A partir de los treinta y tantos, el cuerpo empieza a perder músculo poco a poco si no se le da motivo para conservarlo. No se nota de un año para otro. Se nota a los diez, cuando de repente cuesta levantarse de una silla baja o subir la compra de una vez.
Esa pérdida no es solo estética. El músculo es lo que sostiene las articulaciones, lo que te frena cuando tropiezas y lo que hace que una caída a los setenta sea un susto y no una fractura de cadera. Y trabaja con el hueso: la carga que le metes al músculo es también el estímulo que le dice al hueso que se mantenga denso.

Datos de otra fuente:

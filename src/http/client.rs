use crate::api::ApiError;
use governor::{DefaultDirectRateLimiter, Jitter, Quota, RateLimiter};
use moka::future::Cache;
use serde_json::Value;
use std::num::NonZeroU32;
use std::sync::Arc;
use std::time::Duration;
use tracing::debug;

/// Rate-limited JSON client for the backend API, with a short-lived GET cache
#[derive(Debug, Clone)]
pub struct RateLimitedHttpClient {
    http: reqwest::Client,
    rate_limiter: Arc<DefaultDirectRateLimiter>,
    cache: Cache<String, Value>,
    base_url: String,
    api_token: Option<String>,
}

impl RateLimitedHttpClient {
    /// Create a new rate-limited client rooted at `base_url`
    pub fn new(
        base_url: &str,
        api_token: Option<String>,
        requests_per_second: u32,
        burst_capacity: u32,
        cache_ttl: Duration,
    ) -> Result<Self, ApiError> {
        let quota = Quota::per_second(NonZeroU32::new(requests_per_second).unwrap_or(NonZeroU32::MIN))
            .allow_burst(NonZeroU32::new(burst_capacity).unwrap_or(NonZeroU32::MIN));
        let rate_limiter = Arc::new(RateLimiter::direct(quota));

        // No request timeout: a hung provider call leaves its step pending
        let http = reqwest::Client::builder()
            .user_agent(concat!("integration-provisioner/", env!("CARGO_PKG_VERSION")))
            .build()
            .map_err(ApiError::from)?;

        let cache = Cache::builder()
            .max_capacity(100)
            .time_to_live(cache_ttl)
            .build();

        Ok(Self {
            http,
            rate_limiter,
            cache,
            base_url: base_url.trim_end_matches('/').to_string(),
            api_token,
        })
    }

    /// POST a JSON payload and decode the JSON answer (empty bodies become `null`)
    pub async fn post_json(&self, path: &str, payload: &Value) -> Result<Value, ApiError> {
        self.wait_for_permit().await;

        let url = format!("{}{}", self.base_url, path);
        debug!(url = %url, "POST backend request");

        let mut request = self.http.post(&url).json(payload);
        if let Some(token) = &self.api_token {
            request = request.bearer_auth(token);
        }

        let response = request.send().await?;
        Self::decode(response).await
    }

    /// GET a JSON document, served from cache while fresh
    pub async fn get_json(&self, path: &str) -> Result<Value, ApiError> {
        if let Some(cached) = self.cache.get(path).await {
            debug!(path = %path, "Cache hit");
            return Ok(cached);
        }

        self.wait_for_permit().await;

        let url = format!("{}{}", self.base_url, path);
        debug!(url = %url, "GET backend request");

        let mut request = self.http.get(&url);
        if let Some(token) = &self.api_token {
            request = request.bearer_auth(token);
        }

        let response = request.send().await?;
        let value = Self::decode(response).await?;
        self.cache.insert(path.to_string(), value.clone()).await;
        Ok(value)
    }

    /// Drop every cached entry whose key contains `pattern`
    pub async fn invalidate_cache_pattern(&self, pattern: &str) {
        let keys_to_remove: Vec<String> = self
            .cache
            .iter()
            .filter(|(key, _)| key.contains(pattern))
            .map(|(key, _)| key.as_ref().clone())
            .collect();

        for key in keys_to_remove {
            self.cache.invalidate(&key).await;
        }

        debug!("Invalidated cache entries matching pattern: {}", pattern);
    }

    async fn wait_for_permit(&self) {
        self.rate_limiter
            .until_ready_with_jitter(Jitter::up_to(Duration::from_millis(50)))
            .await;
    }

    async fn decode(response: reqwest::Response) -> Result<Value, ApiError> {
        let status = response.status();
        let body = response.text().await?;

        if !status.is_success() {
            return Err(ApiError::from_status(status.as_u16(), &body));
        }

        if body.trim().is_empty() {
            return Ok(Value::Null);
        }

        serde_json::from_str(&body).map_err(|e| ApiError::InvalidResponse {
            message: e.to_string(),
        })
    }
}
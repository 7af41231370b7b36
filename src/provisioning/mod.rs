//! Integration provisioning.
//!
//! A session runs a provider's step chain against the backend in lockstep,
//! tracks every artifact it creates on the provider, and either commits the
//! integration or compensates those artifacts. Maintenance flows reuse the
//! same runner against an already committed integration.

pub mod commit;
pub mod coordinator;
pub mod errors;
pub mod events;
pub mod executor;
pub mod lifecycle;
pub mod maintenance;
pub mod pipeline;
pub mod progress;
pub mod rollback;
pub mod session;
pub mod step;

#[cfg(test)]
pub(crate) mod mocks;

pub use commit::{CommitBlocker, CommitGate, CommitReceipt};
pub use coordinator::{ChainOutcome, ChainRunner, RunInputs};
pub use errors::ProvisionError;
pub use events::{EventSink, SessionEvent};
pub use executor::StepExecutor;
pub use lifecycle::{LifecycleEvent, SessionPhase};
pub use maintenance::{IntegrationMaintenance, MaintenanceTestReport, TeardownEntry, TeardownReport};
pub use pipeline::{
    json_id, ArtifactKind, ArtifactSpec, CommitDefinition, Credentials, MaintenanceDefinition,
    PipelineDefinition, ProviderDefinition, StepContext, StepDefinition, TargetDiscovery,
    TeardownStep,
};
pub use progress::{Progress, ProgressConfig};
pub use rollback::{ArtifactLedger, ExternalResourceHandle, RollbackReport};
pub use session::{ProvisioningSession, SessionOptions, SessionSnapshot, StepSnapshot};
pub use step::{StepError, StepErrorKind, StepKind, StepOutcome, StepTable};
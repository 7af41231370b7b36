// Integration Provisioner - verified setup and teardown of workspace integrations
// This exposes the core components for the CLI and for testing

pub mod api;
pub mod cli;
pub mod config;
pub mod http;
pub mod observability;
pub mod providers;
pub mod provisioning;
pub mod shutdown;
pub mod telemetry;

// Re-export key types for easy access
pub use api::{ApiError, BackendClient, CommittedIntegration, IntegrationApi, ProviderKind, RemoteCall};
pub use config::{config, ProvisionerConfig};
pub use http::RateLimitedHttpClient;
pub use observability::{provisioning_metrics, ProvisioningMetrics};
pub use provisioning::{
    ChainOutcome, CommitBlocker, Credentials, IntegrationMaintenance, ProvisionError,
    ProvisioningSession, SessionOptions, SessionPhase, StepKind,
};
pub use shutdown::ShutdownCoordinator;
pub use telemetry::{create_session_span, generate_correlation_id, init_telemetry, shutdown_telemetry};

La parte buena, y es una parte muy buena, es que el músculo responde a cualquier edad. Hay estudios hechos con personas de más de ochenta años que ganan fuerza entrenando. No se recupera lo de los veinte, pero se recupera muchísimo más de lo que la gente imagina.
Y no hace falta levantar mucho. Hace falta levantar con regularidad, algo que suponga un esfuerzo de verdad para ti, dos o tres veces por semana. Con el peso del propio cuerpo bien hecho ya se empieza; las mancuernas vienen después.
Lo que sí importa es la técnica, sobre todo al principio y sobre todo si hay alguna rodilla o alguna espalda con historial. Por eso se empieza acompañada y con cargas pequeñas: no por prudencia excesiva, sino porque hacerlo bien desde el primer día es lo que permite seguir haciéndolo dentro de veinte años.